■ EXERCISE AIM
Your task is to copy each line of the material that includes "just".

■ AVAILABLE DATA

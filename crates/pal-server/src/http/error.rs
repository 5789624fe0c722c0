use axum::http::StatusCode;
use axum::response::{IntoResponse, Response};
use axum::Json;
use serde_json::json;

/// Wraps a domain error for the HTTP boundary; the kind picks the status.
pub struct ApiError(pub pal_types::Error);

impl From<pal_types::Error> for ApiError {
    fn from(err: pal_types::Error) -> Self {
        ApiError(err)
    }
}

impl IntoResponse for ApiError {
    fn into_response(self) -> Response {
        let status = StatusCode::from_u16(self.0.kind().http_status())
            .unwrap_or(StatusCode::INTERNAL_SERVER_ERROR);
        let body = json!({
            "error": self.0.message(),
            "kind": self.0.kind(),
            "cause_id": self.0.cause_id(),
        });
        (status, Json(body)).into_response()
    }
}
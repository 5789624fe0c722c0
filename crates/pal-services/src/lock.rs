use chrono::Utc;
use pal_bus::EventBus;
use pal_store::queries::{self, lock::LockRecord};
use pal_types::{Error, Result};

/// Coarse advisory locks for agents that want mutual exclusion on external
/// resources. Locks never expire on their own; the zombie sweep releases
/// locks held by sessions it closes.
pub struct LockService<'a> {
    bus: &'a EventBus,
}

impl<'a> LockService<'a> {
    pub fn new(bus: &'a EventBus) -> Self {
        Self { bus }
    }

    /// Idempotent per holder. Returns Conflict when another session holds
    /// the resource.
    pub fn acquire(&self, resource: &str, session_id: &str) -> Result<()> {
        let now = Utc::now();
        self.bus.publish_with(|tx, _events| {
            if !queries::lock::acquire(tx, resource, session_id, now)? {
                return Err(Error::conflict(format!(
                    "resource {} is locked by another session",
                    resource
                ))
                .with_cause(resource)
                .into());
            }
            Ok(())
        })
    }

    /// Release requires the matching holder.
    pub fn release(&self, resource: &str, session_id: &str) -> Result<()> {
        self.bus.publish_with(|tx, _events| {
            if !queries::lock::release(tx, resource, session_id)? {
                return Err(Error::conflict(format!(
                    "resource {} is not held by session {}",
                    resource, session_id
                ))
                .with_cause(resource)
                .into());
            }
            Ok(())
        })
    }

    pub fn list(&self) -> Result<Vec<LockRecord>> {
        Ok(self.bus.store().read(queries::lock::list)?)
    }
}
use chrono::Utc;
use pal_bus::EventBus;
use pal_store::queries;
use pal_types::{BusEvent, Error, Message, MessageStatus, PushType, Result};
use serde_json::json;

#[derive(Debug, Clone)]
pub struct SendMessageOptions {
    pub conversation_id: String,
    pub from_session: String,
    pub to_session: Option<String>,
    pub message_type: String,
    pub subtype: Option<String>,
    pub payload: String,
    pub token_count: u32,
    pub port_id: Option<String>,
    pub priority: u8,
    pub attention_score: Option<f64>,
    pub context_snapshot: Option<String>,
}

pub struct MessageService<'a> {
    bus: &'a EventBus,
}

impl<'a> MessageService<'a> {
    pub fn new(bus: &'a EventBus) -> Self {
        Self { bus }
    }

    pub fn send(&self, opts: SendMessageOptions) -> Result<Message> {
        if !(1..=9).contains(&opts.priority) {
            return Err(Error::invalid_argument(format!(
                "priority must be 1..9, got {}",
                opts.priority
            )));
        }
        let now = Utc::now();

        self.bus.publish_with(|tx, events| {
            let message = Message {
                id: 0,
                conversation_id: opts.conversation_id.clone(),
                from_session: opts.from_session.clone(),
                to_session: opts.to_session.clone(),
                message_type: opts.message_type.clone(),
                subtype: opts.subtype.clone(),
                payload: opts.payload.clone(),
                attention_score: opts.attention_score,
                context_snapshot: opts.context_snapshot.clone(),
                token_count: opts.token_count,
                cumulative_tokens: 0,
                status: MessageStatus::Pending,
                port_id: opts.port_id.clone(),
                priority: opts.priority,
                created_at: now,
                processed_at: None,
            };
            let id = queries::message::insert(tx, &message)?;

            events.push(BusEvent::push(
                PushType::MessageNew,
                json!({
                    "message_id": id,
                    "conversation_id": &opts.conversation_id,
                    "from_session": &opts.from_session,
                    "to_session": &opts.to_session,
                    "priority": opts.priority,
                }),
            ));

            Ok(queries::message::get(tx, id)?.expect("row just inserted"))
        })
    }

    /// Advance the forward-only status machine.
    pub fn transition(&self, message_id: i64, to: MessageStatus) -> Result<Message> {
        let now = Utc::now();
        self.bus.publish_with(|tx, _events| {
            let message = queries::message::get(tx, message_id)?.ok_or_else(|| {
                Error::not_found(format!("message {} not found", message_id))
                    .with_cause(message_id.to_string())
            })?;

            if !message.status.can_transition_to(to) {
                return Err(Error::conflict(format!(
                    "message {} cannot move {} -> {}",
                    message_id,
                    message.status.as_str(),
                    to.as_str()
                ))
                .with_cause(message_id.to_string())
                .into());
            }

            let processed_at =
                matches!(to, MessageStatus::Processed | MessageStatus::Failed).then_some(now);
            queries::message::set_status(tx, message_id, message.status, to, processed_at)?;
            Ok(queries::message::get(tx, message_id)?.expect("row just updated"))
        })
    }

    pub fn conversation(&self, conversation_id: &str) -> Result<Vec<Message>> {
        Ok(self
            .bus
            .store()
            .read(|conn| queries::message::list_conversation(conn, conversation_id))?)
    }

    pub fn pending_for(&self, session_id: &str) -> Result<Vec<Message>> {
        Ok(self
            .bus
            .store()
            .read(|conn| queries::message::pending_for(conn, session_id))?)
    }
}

■ YOUR RESPONSE
            Ok(queries::message::get(tx, id)?.expect("row just inserted"))
            Ok(queries::message::get(tx, message_id)?.expect("row just updated"))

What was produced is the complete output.